The F-TYPE Coupé embodies the uncompromised design vision of the stunning Jaguar C-X16 concept sports coupé that debuted at the 2011 Frankfurt Motor Show, its dramatic cabin-rearward stance being defined by three heartlines. The first two heartlines - shared with F-TYPE Convertible - form the muscular front and rear wings, the third heartline being the sweeping Coupé roof profile which provides an unbroken silhouette while emphasising the visual drama of the tapered cabin sitting between powerful rear haunches.

"The F-TYPE Coupé provides its driver with a unique sports car experience. It combines seductive design with cutting-edge technology and performance which is truly breathtaking. Engaging, precise, intuitive and alive - it is the ********** sports Coupé."


----------



## SadlyDistracted (Jan 18, 2013)

*'f-type' ?*

Hmm, how many times can you print 'F-Type'? (28) ZZZzzzzzz! :speechles You'd think they're trying to push something....:lol:

Still think I'd prefer an Aston, Mclaran or a Porcer 959 classic!


----------



## Rebel007 (May 7, 2013)

I want one! (shame I'll never get one though )


----------



## TurGe (May 28, 2012)

Oh Lord I want Dat One :doublesho


----------



## Wazhalo31 (Feb 16, 2013)

I want one as well.


----------



## ianrobbo1 (Feb 13, 2007)

My Mum says, "Want never gets"!! 

I would "like" one of those !!


----------



## Deniance (Jun 28, 2008)

My my my, i would love one of these, oh how the other half live


----------



## S63 (Jan 5, 2007)

SadlyDistracted said:


> Still think I'd prefer an Aston, Mclaran or a Porcer 959 classic!

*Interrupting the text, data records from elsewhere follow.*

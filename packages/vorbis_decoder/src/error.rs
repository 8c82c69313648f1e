//! The decoder's error taxonomy.
//!
//! Errors are split along the severity lines drawn by the specification: [`SetupError`]
//! is fatal and aborts [`open`](crate::Decoder::open); [`FrameError`] is recoverable and
//! only discards the current audio frame; [`DecoderError`] is the union type returned by
//! the public API, which also carries the I/O and seek failure cases.

use std::io;
use std::num::TryFromIntError;

use thiserror::Error;

use crate::packet::PacketType;

/// Errors that can occur while parsing the three Vorbis header packets. All of these are
/// fatal: a handle that fails to open cannot be recovered, matching § 7.1 of the spec.
#[derive(Debug, Error)]
#[non_exhaustive]
pub enum SetupError {
	/// A Vorbis packet header does not carry the expected packet type tag.
	#[error("unexpected Vorbis packet type: got {actual:?}, expected {expected:?}")]
	UnexpectedPacketType {
		/// The packet type the caller expected to find.
		expected: PacketType,
		/// The packet type actually found.
		actual: PacketType
	},
	/// A Vorbis packet is too small to hold the fields it is required to have.
	#[error("too small Vorbis packet of {0} bytes")]
	TooSmallPacket(usize),
	/// A fixed pattern (signature, sync or framing bit) did not match its expected value.
	#[error("invalid Vorbis packet signature, sync pattern, or framing bit")]
	InvalidPattern,
	/// The stream declares an unsupported version of the Vorbis codec.
	#[error("unsupported Vorbis codec version {0}")]
	UnsupportedVersion(u32),
	/// The channel count in the identification header is zero.
	#[error("invalid channel count: {0}")]
	InvalidChannelCount(u8),
	/// The sample rate in the identification header is zero.
	#[error("invalid sample rate: {0}")]
	InvalidSampleRate(u32),
	/// The blocksize pair in the identification header is out of range or unordered.
	#[error("invalid blocksizes: {0}, {1}")]
	InvalidBlocksizes(u16, u16),
	/// A value read while decoding the setup header does not fit on this platform.
	#[error("value too large for this platform: {0}")]
	TooBigInteger(#[from] TryFromIntError),
	/// An ordered codebook's codeword length ran past the admissible 32-bit width without
	/// exhausting its entries, which would otherwise loop forever accumulating length.
	#[error("a codeword length exceeded the 32-bit limit")]
	TooBigCodewordLength,
	/// An ordered codebook declared more entries at some length than remained to assign.
	#[error("ordered codebook {0} declares more codewords than it has entries")]
	TooManyCodewordsAtLength(u16),
	/// A codebook's entry count times its dimension count, needed to size its
	/// vector-quantization lookup table, overflows what this platform can address.
	#[error("codebook {0} vector lookup table would need more entries than addressable")]
	TooManyLookupValues(u16),
	/// The codeword lengths of a codebook describe an invalid (over- or under-specified)
	/// Huffman tree, outside of the single 1-bit degenerate case the spec carves out.
	#[error("codebook {codebook_number} has invalid codeword lengths: {reason}")]
	InvalidCodebookCodewords {
		/// The codebook that failed to build.
		codebook_number: u16,
		/// Human-readable explanation.
		reason: &'static str
	},
	/// A codebook lookup type field held a reserved value.
	#[error("reserved codebook vector lookup type: {0}")]
	ReservedLookupType(u8),
	/// An unsupported floor type was declared (only 0 and 1 exist).
	#[error("unsupported floor type: {0}")]
	UnsupportedFloorType(u16),
	/// An unsupported residue type was declared (only 0, 1 and 2 exist).
	#[error("unsupported residue type: {0}")]
	UnsupportedResidueType(u16),
	/// A mode declared a non-zero window or transform type, both reserved for future use.
	#[error("unsupported window or transform type: {0}")]
	UnsupportedWindowOrTransformType(u32),
	/// A floor, residue, mapping, or mode referenced a codebook that does not exist.
	#[error("referenced invalid codebook number: {0}")]
	InvalidCodebookNumber(u16),
	/// A Floor 1 configuration listed more than the 65 points the spec allows.
	#[error("floor {0} has more than 65 X points")]
	TooManyFloor1Points(u8),
	/// A Floor 1 configuration repeats an X coordinate, which the spec forbids.
	#[error("floor {0} has repeated X points")]
	RepeatedFloor1Point(u8),
	/// A residue configuration referenced a classbook with too few entries to cover
	/// every classification symbol.
	#[error("residue {residue} classbook {classbook} has too few entries for {classifications} classifications")]
	ClassbookTooSmall {
		/// The residue configuration index.
		residue: u16,
		/// The classbook index.
		classbook: u8,
		/// The number of classifications the residue declares.
		classifications: u8
	},
	/// A channel mapping's magnitude/angle pair is degenerate or out of range.
	#[error(
		"invalid channel mapping: magnitude channel {magnitude}, angle channel {angle}, {channels} channel(s) total"
	)]
	InvalidChannelMapping {
		/// The magnitude channel index.
		magnitude: u8,
		/// The angle channel index.
		angle: u8,
		/// The total channel count of the stream.
		channels: u8
	},
	/// A mapping's channel-to-submap multiplexing table references an undefined submap.
	#[error("invalid channel multiplexing submap {submap} ({submap_count} submap(s) defined)")]
	InvalidChannelMultiplexing {
		/// The submap index referenced.
		submap: u8,
		/// The number of defined submaps.
		submap_count: u8
	},
	/// A mapping type field held a reserved value (only type 0 is defined).
	#[error("reserved mapping type: {0}")]
	ReservedMappingType(u16),
	/// A mapping referenced an undefined floor number.
	#[error("referenced invalid floor number: {0}")]
	InvalidFloorNumber(u8),
	/// A mapping referenced an undefined residue number.
	#[error("referenced invalid residue number: {0}")]
	InvalidResidueNumber(u8),
	/// A mode referenced an undefined mapping number.
	#[error("referenced invalid mapping number: {0}")]
	InvalidMappingNumber(u8),
	/// An I/O error occurred while reading header packets from the byte source.
	#[error("I/O error while reading setup data: {0}")]
	Io(#[from] io::Error),
	/// The Ogg container framing around the header packets is malformed.
	#[error("Ogg framing error while locating header packets: {0}")]
	Framing(#[from] crate::ogg::OggError)
}

/// Errors that can occur while decoding a single audio frame. Per § 7.2, these are
/// recoverable: the caller discards the frame's output and the decoder keeps going.
#[derive(Debug, Error)]
#[non_exhaustive]
pub enum FrameError {
	/// The bit reader reached the end of the packet before a field could be read.
	#[error("end of packet while decoding an audio frame")]
	EndOfPacket,
	/// The packet type bit indicated a header packet where an audio packet was expected.
	#[error("non-audio packet encountered where an audio packet was expected")]
	NotAudioPacket,
	/// The mode number read from the packet is out of range.
	#[error("invalid mode number: {0}")]
	InvalidModeNumber(u32),
	/// A Huffman decode walked into an underspecified region of a codebook's tree.
	#[error("underspecified codebook {0} used during decode")]
	UnderspecifiedCodebook(u16),
	/// The unsupported Floor 0 synthesis path was reached (parsing is supported; decode is
	/// not, per the spec's explicit non-goal).
	#[error("Floor 0 synthesis is not supported")]
	UnsupportedFloor0Synthesis
}

/// The top-level error type returned by the public decoder API.
#[derive(Debug, Error)]
#[non_exhaustive]
pub enum DecoderError {
	/// Header parsing failed; the handle could not be opened.
	#[error("decoder setup failed: {0}")]
	Setup(#[from] SetupError),
	/// An operation that is only valid on a seekable stream was attempted on one that
	/// isn't, or vice versa.
	#[error("invalid operation for this stream: {0}")]
	InvalidOperation(&'static str),
	/// A short read was reported by a seekable byte source, which the spec (§ 6) treats
	/// as a fatal I/O error.
	#[error("I/O error: {0}")]
	Io(#[from] io::Error),
	/// The stream reported insufficient resources (an allocation size overflowed or
	/// exceeded practical limits).
	#[error("insufficient resources: {0}")]
	InsufficientResources(&'static str)
}

impl From<FrameError> for DecoderError {
	fn from(_: FrameError) -> Self {
		// Frame errors never escape the frame assembler as fatal errors; this
		// conversion only exists so `?` composes in code paths that are statically
		// known to be unreachable in practice (e.g. shared helper functions).
		DecoderError::InvalidOperation("unexpected unrecovered frame error")
	}
}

This Jaguar starts at £51k, not a budget only available to the uber rich, to compare the cars above just isn't a fair comparison.


----------



## busterbulldog (Sep 5, 2012)

I think they will sell like hotcakes,esp once they launch the 2.0 turbo


----------



## VRS James (Nov 23, 2013)

It's a beautiful thing


----------



## Parlivus (Apr 17, 2010)

God thats far too tempting, only just got my 135i but I have a feeling this may not be much more per month.... think I'll call the dealer today and see what we can work out.


----------



## Saamm93 (Nov 9, 2012)

The more you see them the nicer they are. Cant wait until I get to drive one


----------



## honest (Dec 9, 2013)

I really want one after enjoying its appearance. In fact, I am more interested in the Jaguar F-type, its price seems more popular among people. I'm going to buy one and then I want to wrap it into my favourite with vehicle wrapping tools, it must be cool.


----------



## suspal (Dec 29, 2011)

I can always dream :lol:


----------